__Dataset content__
use std::cmp::Ordering;
use std::collections::BinaryHeap;

use lcevc_bitio::{BitReader, BitWriter};

/// Exclusive upper bound on codable symbols.
pub const MAX_SYMBOL: usize = 256;

/// Sentinel length pair marking an empty code table.
const EMPTY_LENGTH: u32 = 31;

/// Field width of code length deltas: `ceil(log2(n + 1))`, as a table so
/// both sides agree bit for bit.
pub fn bit_width(n: u32) -> u32 {
    const TABLE: [u8; 32] = [
        1, 1, 2, 2, 3, 3, 3, 3, 4, 4, 4, 4, 4, 4, 4, 4, //
        5, 5, 5, 5, 5, 5, 5, 5, 5, 5, 5, 5, 5, 5, 5, 5,
    ];
    u32::from(TABLE[n as usize])
}

#[derive(Debug, Clone, Copy, PartialEq, Eq)]
struct HuffmanCode {
    symbol: u32,
    bits: u32,
    value: u32,
}

/// Sort by ascending code length; equal lengths by descending symbol. Code
/// values are then assigned from the rear so the shortest code ends up
/// all-zero.
fn sort_codes(codes: &mut [HuffmanCode]) {
    codes.sort_by(|a, b| a.bits.cmp(&b.bits).then(b.symbol.cmp(&a.symbol)));
}

fn assign_values(codes: &mut [HuffmanCode], max_length: u32) {
    let mut current_length = max_length;
    let mut current_value = 0u32;
    for c in codes.iter_mut().rev() {
        if c.bits < current_length {
            current_value >>= current_length - c.bits;
            current_length = c.bits;
        }
        c.value = current_value;
        current_value += 1;
    }
}

/// Accumulates symbol counts for a [`HuffmanEncoder`].
pub struct HuffmanBuilder {
    counts: [u32; MAX_SYMBOL],
}

impl Default for HuffmanBuilder {
    fn default() -> Self {
        Self {
            counts: [0; MAX_SYMBOL],
        }
    }
}

/// Heap entry ordering: smallest count pops first; equal counts pop the
/// higher symbol / node number first, leaving the lower one to combine
/// later. Deterministic across platforms.
#[derive(PartialEq, Eq)]
struct HeapEntry {
    count: u32,
    symbol: u32,
    node: usize,
}

impl Ord for HeapEntry {
    fn cmp(&self, other: &Self) -> Ordering {
        other.count.cmp(&self.count).then(self.symbol.cmp(&other.symbol))
    }
}

impl PartialOrd for HeapEntry {
    fn partial_cmp(&self, other: &Self) -> Option<Ordering> {
        Some(self.cmp(other))
    }
}

struct Node {
    symbol: u32,
    count: u32,
    bits: u32,
    children: Option<(usize, usize)>,
}

impl HuffmanBuilder {
    /// Adds `count` occurrences of `symbol`.
    pub fn add_symbol(&mut self, symbol: u8, count: u32) {
        self.counts[symbol as usize] += count;
    }

    /// Resolves code lengths and values into an encoder.
    pub fn finish(&self) -> HuffmanEncoder {
        let mut nodes: Vec<Node> = Vec::new();
        let mut heap = BinaryHeap::new();

        for (s, &count) in self.counts.iter().enumerate() {
            if count != 0 {
                heap.push(HeapEntry {
                    count,
                    symbol: s as u32,
                    node: nodes.len(),
                });
                nodes.push(Node {
                    symbol: s as u32,
                    count,
                    bits: 0,
                    children: None,
                });
            }
        }

        if nodes.is_empty() {
            return HuffmanEncoder { codes: Vec::new() };
        }

        let num_symbols = nodes.len();

        // Combine the two least frequent nodes until one tree remains.
        while heap.len() > 1 {
            let l = heap.pop().unwrap();
            let r = heap.pop().unwrap();
            let symbol = MAX_SYMBOL as u32 + nodes.len() as u32;
            let count = nodes[l.node].count + nodes[r.node].count;
            heap.push(HeapEntry {
                count,
                symbol,
                node: nodes.len(),
            });
            nodes.push(Node {
                symbol,
                count,
                bits: 0,
                children: Some((l.node, r.node)),
            });
        }

        // Walk from the root back down, filling in depths.
        for n in (0..nodes.len()).rev() {
            if let Some((l, r)) = nodes[n].children {
                let bits = nodes[n].bits + 1;
                nodes[l].bits = bits;
                nodes[r].bits = bits;
            }
        }

        let mut codes: Vec<HuffmanCode> = nodes[..num_symbols]
            .iter()
            .map(|n| HuffmanCode {
                symbol: n.symbol,
                bits: n.bits,
                value: 0,
            })
            .collect();

        sort_codes(&mut codes);
        let max_length = codes.last().map(|c| c.bits).unwrap_or(0);
        assign_values(&mut codes, max_length);

        HuffmanEncoder { codes }
    }
}

/// Canonical Huffman encoder for one entropy state.
pub struct HuffmanEncoder {
    codes: Vec<HuffmanCode>,
}

impl HuffmanEncoder {
    /// Writes the code table.
    pub fn write_codes(&self, w: &mut BitWriter) {
        if self.codes.is_empty() {
            w.put_bits(5, EMPTY_LENGTH);
            w.put_bits(5, EMPTY_LENGTH);
            return;
        }

        if self.codes.len() == 1 {
            w.put_bits(5, 0);
            w.put_bits(5, 0);
            w.put_bits(8, self.codes[0].symbol);
            return;
        }

        let min_code_length = self.codes.first().unwrap().bits;
        let max_code_length = self.codes.last().unwrap().bits;
        let length_bits = bit_width(max_code_length - min_code_length);

        w.put_bits(5, min_code_length);
        w.put_bits(5, max_code_length);

        if self.codes.len() > 31 {
            w.put_bit(true); // presence_bitmap

            let mut lengths = [0u32; MAX_SYMBOL];
            for c in &self.codes {
                lengths[c.symbol as usize] = c.bits;
            }

            for length in lengths {
                if length != 0 {
                    w.put_bit(true);
                    w.put_bits(length_bits, length - min_code_length);
                } else {
                    w.put_bit(false);
                }
            }
        } else {
            w.put_bit(false);

            w.put_bits(5, self.codes.len() as u32);
            for c in &self.codes {
                w.put_bits(8, c.symbol);
                w.put_bits(length_bits, c.bits - min_code_length);
            }
        }
    }

    /// Writes one coded symbol.
    pub fn write_symbol(&self, w: &mut BitWriter, symbol: u8) {
        let code = self
            .codes
            .iter()
            .find(|c| c.symbol == u32::from(symbol))
            .expect("uncoded symbol");

        if self.codes.len() > 1 {
            w.put_bits(code.bits, code.value);
        }
        // A single-symbol table codes every occurrence in zero bits.
    }

    /// (symbol, length) pairs, for tests and diagnostics.
    pub fn code_lengths(&self) -> Vec<(u8, u32)> {
        self.codes.iter().map(|c| (c.symbol as u8, c.bits)).collect()
    }
}

/// Canonical Huffman decoder for one entropy state.
#[derive(Default)]
pub struct HuffmanDecoder {
    codes: Vec<HuffmanCode>,
    single_symbol: u8,
}

impl HuffmanDecoder {
    /// Reads a code table and reconstructs the canonical code values.
    pub fn read_codes(r: &mut BitReader) -> Self {
        let min_code_length = r.read_bits(5);
        let max_code_length = r.read_bits(5);

        if min_code_length == EMPTY_LENGTH && max_code_length == EMPTY_LENGTH {
            return Self::default();
        }

        if min_code_length == 0 && max_code_length == 0 {
            return Self {
                codes: Vec::new(),
                single_symbol: r.read_bits(8) as u8,
            };
        }

        if max_code_length < min_code_length {
            tracing::warn!(min_code_length, max_code_length, "malformed code length bounds");
            return Self::default();
        }

        let length_bits = bit_width(max_code_length - min_code_length);
        let mut codes = Vec::new();

        if r.read_bit() {
            // Presence bitmap over every possible symbol.
            for symbol in 0..MAX_SYMBOL as u32 {
                if r.read_bit() {
                    codes.push(HuffmanCode {
                        symbol,
                        bits: r.read_bits(length_bits) + min_code_length,
                        value: 0,
                    });
                }
            }
        } else {
            // Sparse: count * (symbol, length).
            let count = r.read_bits(5);
            for _ in 0..count {
                let symbol = r.read_bits(8);
                codes.push(HuffmanCode {
                    symbol,
                    bits: r.read_bits(length_bits) + min_code_length,
                    value: 0,
                });
            }
        }

        sort_codes(&mut codes);
        assign_values(&mut codes, max_code_length);

        Self {
            codes,
            single_symbol: 0,
        }
    }

    /// Decodes one symbol, growing the current value bit by bit until it
    /// matches a code of that length.
    pub fn decode_symbol(&self, r: &mut BitReader) -> u8 {
        if self.codes.is_empty() {
            return self.single_symbol;
        }

        let mut bits = 0;
        let mut value = 0u32;
        for c in &self.codes {
            while bits < c.bits {
                value = (value << 1) | u32::from(r.read_bit());
                bits += 1;
            }
            if value == c.value {
                return c.symbol as u8;
            }
        }

        tracing::warn!("no matching code for prefix of {bits} bits");
        0
    }

    /// (symbol, length) pairs, for tests and diagnostics.
    pub fn code_lengths(&self) -> Vec<(u8, u32)> {
        self.codes.iter().map(|c| (c.symbol as u8, c.bits)).collect()
    }
}

#[cfg(test)]
mod tests {
    use lcevc_bitio::{BitReader, BitWriter};

    use super::{HuffmanBuilder, HuffmanDecoder};

    fn build(counts: &[(u8, u32)]) -> super::HuffmanEncoder {
        let mut b = HuffmanBuilder::default();
        for &(s, c) in counts {
            b.add_symbol(s, c);
        }
        b.finish()
    }

    fn round_trip_codes(counts: &[(u8, u32)]) -> (super::HuffmanEncoder, HuffmanDecoder) {
        let encoder = build(counts);
        let mut w = BitWriter::new();
        encoder.write_codes(&mut w);
        let bytes = w.finish();
        let mut r = BitReader::new(&bytes);
        let decoder = HuffmanDecoder::read_codes(&mut r);
        (encoder, decoder)
    }

    #[test]
    fn empty_table() {
        let encoder = build(&[]);
        let mut w = BitWriter::new();
        encoder.write_codes(&mut w);
        // min = max = 31.
        assert_eq!(w.finish().as_ref(), &[0b11111_111, 0b11_000000]);
    }

    #[test]
    fn single_symbol_table() {
        let (_, decoder) = round_trip_codes(&[(0x42, 10)]);
        let mut r = BitReader::new(&[]);
        // Every read yields the one symbol and consumes no bits.
        assert_eq!(decoder.decode_symbol(&mut r), 0x42);
        assert_eq!(decoder.decode_symbol(&mut r), 0x42);
        assert_eq!(r.bit_offset(), 0);
    }

    #[test]
    fn skewed_counts_give_shorter_codes_to_frequent_symbols() {
        let encoder = build(&[(0, 100), (1, 10), (2, 10), (3, 1)]);
        let lengths: std::collections::HashMap<_, _> = encoder.code_lengths().into_iter().collect();
        assert_eq!(lengths[&0], 1);
        assert!(lengths[&3] >= lengths[&1]);
    }

    #[test]
    fn code_lengths_survive_the_wire() {
        let cases: &[&[(u8, u32)]] = &[
            &[(0, 5), (1, 5)],
            &[(10, 1), (20, 2), (30, 4), (40, 8), (50, 16)],
            &[(0, 7), (63, 7), (127, 7), (255, 7)],
        ];
        for &counts in cases {
            let (encoder, decoder) = round_trip_codes(counts);
            let mut enc = encoder.code_lengths();
            let mut dec = decoder.code_lengths();
            enc.sort_unstable();
            dec.sort_unstable();
            assert_eq!(enc, dec);
        }
    }

    #[test]
    fn presence_bitmap_used_above_31_symbols() {
        let counts: Vec<(u8, u32)> = (0..64).map(|s| (s as u8, 1 + (s % 5))).collect();
        let (encoder, decoder) = round_trip_codes(&counts);
        let mut enc = encoder.code_lengths();
        let mut dec = decoder.code_lengths();
        enc.sort_unstable();
        dec.sort_unstable();
        assert_eq!(enc, dec);
    }

    #[test]
    fn symbols_round_trip() {
        let counts: &[(u8, u32)] = &[(7, 50), (8, 20), (9, 10), (200, 3), (0, 1)];
        let (encoder, decoder) = round_trip_codes(counts);

        let stream: Vec<u8> = vec![7, 7, 9, 200, 0, 8, 7, 9, 7, 200];
        let mut w = BitWriter::new();
        for &s in &stream {
            encoder.write_symbol(&mut w, s);
        }
        let bytes = w.finish();

        // Skip over the codebook the decoder was built from; decode the
        // symbol stream standalone.
        let mut r = BitReader::new(&bytes);
        let decoded: Vec<u8> = stream.iter().map(|_| decoder.decode_symbol(&mut r)).collect();
        assert_eq!(decoded, stream);
    }

    #[test]
    fn deterministic_tie_break() {
        // All equal counts: the tree shape is fixed by symbol order, so
        // two builds agree exactly.
        let counts: Vec<(u8, u32)> = (30..40).map(|s| (s, 4)).collect();
        let a = build(&counts).code_lengths();
        let b = build(&counts).code_lengths();
        assert_eq!(a, b);
    }
}
use crate::config::{ScalingMode, SignaledConfiguration, TileDimensions};
use crate::image::Colourspace;
use crate::{LOQ_LEVEL_1, LOQ_LEVEL_2, MAX_NUM_LOQS, MAX_NUM_PLANES};

fn round_up(v: u32, m: u32) -> u32 {
    (v + m - 1) / m * m
}

fn scale_x(mode: ScalingMode) -> u32 {
    match mode {
        ScalingMode::None => 1,
        ScalingMode::OneD | ScalingMode::TwoD => 2,
    }
}

fn scale_y(mode: ScalingMode) -> u32 {
    match mode {
        ScalingMode::None | ScalingMode::OneD => 1,
        ScalingMode::TwoD => 2,
    }
}

/// Per-plane, per-LoQ geometry derived from the signalled configuration.
///
/// The conformant size is the source size rounded up so that every level
/// divides evenly into transform blocks; the surplus is carried as the
/// conformance window.
#[derive(Debug, Clone, Default)]
pub struct Dimensions {
    plane_width: [[u32; MAX_NUM_LOQS]; MAX_NUM_PLANES],
    plane_height: [[u32; MAX_NUM_LOQS]; MAX_NUM_PLANES],
    base_width: [u32; MAX_NUM_PLANES],
    base_height: [u32; MAX_NUM_PLANES],
    tile_width: [[u32; MAX_NUM_LOQS]; MAX_NUM_PLANES],
    tile_height: [[u32; MAX_NUM_LOQS]; MAX_NUM_PLANES],
    conformant_width: u32,
    conformant_height: u32,
    colourspace: Colourspace,
}

impl Dimensions {
    /// Derives all level geometry for `source_width` x `source_height`.
    pub fn new(configuration: &SignaledConfiguration, source_width: u32, source_height: u32) -> Self {
        let global = &configuration.global;
        let block = global.transform_block_size;
        let colourspace = global.colourspace;

        let sx2 = scale_x(global.scaling_mode[LOQ_LEVEL_2]);
        let sy2 = scale_y(global.scaling_mode[LOQ_LEVEL_2]);
        let sx1 = scale_x(global.scaling_mode[LOQ_LEVEL_1]);
        let sy1 = scale_y(global.scaling_mode[LOQ_LEVEL_1]);

        // Chroma planes may be half size, so alignment includes the
        // subsampling factor.
        let cx = 1 << colourspace.shift_x(1.min(colourspace.num_planes() - 1));
        let cy = 1 << colourspace.shift_y(1.min(colourspace.num_planes() - 1));

        let conformant_width = round_up(source_width, block * sx2 * sx1 * cx);
        let conformant_height = round_up(source_height, block * sy2 * sy1 * cy);

        let mut dims = Dimensions {
            conformant_width,
            conformant_height,
            colourspace,
            ..Default::default()
        };

        for plane in 0..colourspace.num_planes().min(MAX_NUM_PLANES) {
            let full_w = conformant_width >> colourspace.shift_x(plane);
            let full_h = conformant_height >> colourspace.shift_y(plane);

            dims.plane_width[plane][LOQ_LEVEL_2] = full_w;
            dims.plane_height[plane][LOQ_LEVEL_2] = full_h;
            dims.plane_width[plane][LOQ_LEVEL_1] = full_w / sx2;
            dims.plane_height[plane][LOQ_LEVEL_1] = full_h / sy2;
            dims.base_width[plane] = full_w / sx2 / sx1;
            dims.base_height[plane] = full_h / sy2 / sy1;

            if global.tile_dimensions_type != TileDimensions::None {
                for loq in 0..MAX_NUM_LOQS {
                    let (tsx, tsy) = if loq == LOQ_LEVEL_2 { (1, 1) } else { (sx2, sy2) };
                    let tw = (global.tile_width >> colourspace.shift_x(plane)) / tsx;
                    let th = (global.tile_height >> colourspace.shift_y(plane)) / tsy;
                    // Tile dimensions are in transform units.
                    dims.tile_width[plane][loq] = (tw / block).max(1);
                    dims.tile_height[plane][loq] = (th / block).max(1);
                }
            }
        }

        dims
    }

    /// Width of `plane` at `loq` in pels.
    pub fn plane_width(&self, plane: usize, loq: usize) -> u32 {
        self.plane_width[plane][loq]
    }

    /// Height of `plane` at `loq` in pels.
    pub fn plane_height(&self, plane: usize, loq: usize) -> u32 {
        self.plane_height[plane][loq]
    }

    /// Width of the base picture plane in pels.
    pub fn base_width(&self, plane: usize) -> u32 {
        self.base_width[plane]
    }

    /// Height of the base picture plane in pels.
    pub fn base_height(&self, plane: usize) -> u32 {
        self.base_height[plane]
    }

    /// Tile width for `plane` at `loq`, in transform units.
    pub fn tile_width(&self, plane: usize, loq: usize) -> u32 {
        self.tile_width[plane][loq]
    }

    /// Tile height for `plane` at `loq`, in transform units.
    pub fn tile_height(&self, plane: usize, loq: usize) -> u32 {
        self.tile_height[plane][loq]
    }

    /// Aligned full resolution width.
    pub fn conformant_width(&self) -> u32 {
        self.conformant_width
    }

    /// Aligned full resolution height.
    pub fn conformant_height(&self) -> u32 {
        self.conformant_height
    }

    /// Horizontal conformance crop unit for `plane`.
    pub fn crop_unit_width(&self, plane: usize) -> u32 {
        if plane == 0 {
            1 << self.colourspace.shift_x(1)
        } else {
            1
        }
    }

    /// Vertical conformance crop unit for `plane`.
    pub fn crop_unit_height(&self, plane: usize) -> u32 {
        if plane == 0 {
            1 << self.colourspace.shift_y(1)
        } else {
            1
        }
    }
}

#[cfg(test)]
mod tests {
    use super::Dimensions;
    use crate::config::{ScalingMode, SignaledConfiguration};
    use crate::image::Colourspace;
    use crate::{LOQ_LEVEL_1, LOQ_LEVEL_2};

    fn config_1080p() -> SignaledConfiguration {
        let mut c = SignaledConfiguration::default();
        c.global.colourspace = Colourspace::Yuv420;
        c.global.scaling_mode[LOQ_LEVEL_2] = ScalingMode::TwoD;
        c.global.scaling_mode[LOQ_LEVEL_1] = ScalingMode::None;
        c
    }

    #[test]
    fn aligned_1080p_two_d() {
        let d = Dimensions::new(&config_1080p(), 1920, 1080, );
        assert_eq!(d.conformant_width(), 1920);
        assert_eq!(d.conformant_height(), 1088);
        assert_eq!(d.plane_width(0, LOQ_LEVEL_2), 1920);
        assert_eq!(d.plane_width(0, LOQ_LEVEL_1), 960);
        assert_eq!(d.base_width(0), 960);
        assert_eq!(d.plane_width(1, LOQ_LEVEL_2), 960);
        assert_eq!(d.plane_height(1, LOQ_LEVEL_1), 272);
    }

    #[test]
    fn one_d_scales_horizontally_only() {
        let mut c = config_1080p();
        c.global.scaling_mode[LOQ_LEVEL_2] = ScalingMode::OneD;
        let d = Dimensions::new(&c, 960, 540, );
        assert_eq!(d.plane_width(0, LOQ_LEVEL_1), 480);
        assert_eq!(d.plane_height(0, LOQ_LEVEL_1), 544);
    }

    #[test]
    fn tile_geometry_in_transform_units() {
        let mut c = config_1080p();
        c.global.tile_width = 512;
        c.global.tile_height = 256;
        c.global.resolve_tile_dimensions();
        let d = Dimensions::new(&c, 1920, 1080, );
        assert_eq!(d.tile_width(0, LOQ_LEVEL_2), 128);
        assert_eq!(d.tile_height(0, LOQ_LEVEL_2), 64);
        // LoQ-1 tiles cover the same picture area at half scale.
        assert_eq!(d.tile_width(0, LOQ_LEVEL_1), 64);
        assert_eq!(d.tile_height(0, LOQ_LEVEL_1), 32);
        // Chroma tiles are half width under 4:2:0.
        assert_eq!(d.tile_width(1, LOQ_LEVEL_2), 64);
    }

    #[test]
    fn crop_units_follow_chroma() {
        let d = Dimensions::new(&config_1080p(), 1920, 1080, );
        assert_eq!(d.crop_unit_width(0), 2);
        assert_eq!(d.crop_unit_height(0), 2);
        assert_eq!(d.crop_unit_width(1), 1);
    }
}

__Your objective__
Beginning of the records through the line with "impl Ord for": return that span exactly and stop there.

__Task result__
use std::cmp::Ordering;
use std::collections::BinaryHeap;

use lcevc_bitio::{BitReader, BitWriter};

/// Exclusive upper bound on codable symbols.
pub const MAX_SYMBOL: usize = 256;

/// Sentinel length pair marking an empty code table.
const EMPTY_LENGTH: u32 = 31;

/// Field width of code length deltas: `ceil(log2(n + 1))`, as a table so
/// both sides agree bit for bit.
pub fn bit_width(n: u32) -> u32 {
    const TABLE: [u8; 32] = [
        1, 1, 2, 2, 3, 3, 3, 3, 4, 4, 4, 4, 4, 4, 4, 4, //
        5, 5, 5, 5, 5, 5, 5, 5, 5, 5, 5, 5, 5, 5, 5, 5,
    ];
    u32::from(TABLE[n as usize])
}

#[derive(Debug, Clone, Copy, PartialEq, Eq)]
struct HuffmanCode {
    symbol: u32,
    bits: u32,
    value: u32,
}

/// Sort by ascending code length; equal lengths by descending symbol. Code
/// values are then assigned from the rear so the shortest code ends up
/// all-zero.
fn sort_codes(codes: &mut [HuffmanCode]) {
    codes.sort_by(|a, b| a.bits.cmp(&b.bits).then(b.symbol.cmp(&a.symbol)));
}

fn assign_values(codes: &mut [HuffmanCode], max_length: u32) {
    let mut current_length = max_length;
    let mut current_value = 0u32;
    for c in codes.iter_mut().rev() {
        if c.bits < current_length {
            current_value >>= current_length - c.bits;
            current_length = c.bits;
        }
        c.value = current_value;
        current_value += 1;
    }
}

/// Accumulates symbol counts for a [`HuffmanEncoder`].
pub struct HuffmanBuilder {
    counts: [u32; MAX_SYMBOL],
}

impl Default for HuffmanBuilder {
    fn default() -> Self {
        Self {
            counts: [0; MAX_SYMBOL],
        }
    }
}

/// Heap entry ordering: smallest count pops first; equal counts pop the
/// higher symbol / node number first, leaving the lower one to combine
/// later. Deterministic across platforms.
#[derive(PartialEq, Eq)]
struct HeapEntry {
    count: u32,
    symbol: u32,
    node: usize,
}

impl Ord for HeapEntry {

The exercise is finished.